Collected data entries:
<<<<

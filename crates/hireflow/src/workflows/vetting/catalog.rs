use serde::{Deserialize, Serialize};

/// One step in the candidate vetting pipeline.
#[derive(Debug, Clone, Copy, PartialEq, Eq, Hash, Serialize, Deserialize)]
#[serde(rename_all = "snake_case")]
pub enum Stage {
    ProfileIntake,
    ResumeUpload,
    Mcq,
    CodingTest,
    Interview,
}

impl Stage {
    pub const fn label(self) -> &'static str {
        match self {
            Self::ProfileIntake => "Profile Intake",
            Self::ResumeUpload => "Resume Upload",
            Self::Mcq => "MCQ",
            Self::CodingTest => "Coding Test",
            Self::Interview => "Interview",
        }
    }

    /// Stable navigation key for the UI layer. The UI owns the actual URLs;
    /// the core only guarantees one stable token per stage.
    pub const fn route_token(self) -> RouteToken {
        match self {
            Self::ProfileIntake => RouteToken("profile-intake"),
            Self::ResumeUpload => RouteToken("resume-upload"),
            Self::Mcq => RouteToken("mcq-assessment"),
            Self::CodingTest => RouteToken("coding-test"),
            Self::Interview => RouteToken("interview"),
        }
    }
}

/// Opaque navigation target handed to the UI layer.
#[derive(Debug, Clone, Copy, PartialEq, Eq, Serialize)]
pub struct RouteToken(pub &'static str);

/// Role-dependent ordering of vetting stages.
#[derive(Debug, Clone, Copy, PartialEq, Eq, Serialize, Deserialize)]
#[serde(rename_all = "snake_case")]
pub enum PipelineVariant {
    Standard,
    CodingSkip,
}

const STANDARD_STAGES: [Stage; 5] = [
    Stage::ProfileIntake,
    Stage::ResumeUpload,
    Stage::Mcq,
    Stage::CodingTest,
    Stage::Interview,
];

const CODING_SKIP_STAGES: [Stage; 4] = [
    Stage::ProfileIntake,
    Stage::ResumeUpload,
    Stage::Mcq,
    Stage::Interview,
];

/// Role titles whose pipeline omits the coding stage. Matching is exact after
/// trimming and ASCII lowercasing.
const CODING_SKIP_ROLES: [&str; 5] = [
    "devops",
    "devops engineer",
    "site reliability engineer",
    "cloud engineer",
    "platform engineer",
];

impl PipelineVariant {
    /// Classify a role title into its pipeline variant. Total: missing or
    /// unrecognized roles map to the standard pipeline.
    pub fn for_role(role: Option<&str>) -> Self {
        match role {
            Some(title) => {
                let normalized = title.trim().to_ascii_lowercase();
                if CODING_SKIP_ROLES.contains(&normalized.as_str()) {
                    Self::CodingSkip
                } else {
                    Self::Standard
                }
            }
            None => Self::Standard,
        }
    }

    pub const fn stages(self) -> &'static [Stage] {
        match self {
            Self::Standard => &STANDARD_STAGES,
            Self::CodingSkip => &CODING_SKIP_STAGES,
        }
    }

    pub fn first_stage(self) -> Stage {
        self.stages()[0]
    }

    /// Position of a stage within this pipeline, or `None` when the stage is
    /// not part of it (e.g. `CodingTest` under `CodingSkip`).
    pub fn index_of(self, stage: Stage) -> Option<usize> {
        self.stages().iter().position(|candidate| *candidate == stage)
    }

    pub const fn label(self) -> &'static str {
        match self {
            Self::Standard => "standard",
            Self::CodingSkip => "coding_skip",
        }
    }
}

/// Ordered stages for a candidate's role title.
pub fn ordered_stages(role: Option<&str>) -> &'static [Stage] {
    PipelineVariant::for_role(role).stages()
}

>>>>

What needs to be done:
Search the records above for "candidate" and copy every line that has it.

Output of the exercise:
/// One step in the candidate vetting pipeline.
        self.stages().iter().position(|candidate| *candidate == stage)
/// Ordered stages for a candidate's role title.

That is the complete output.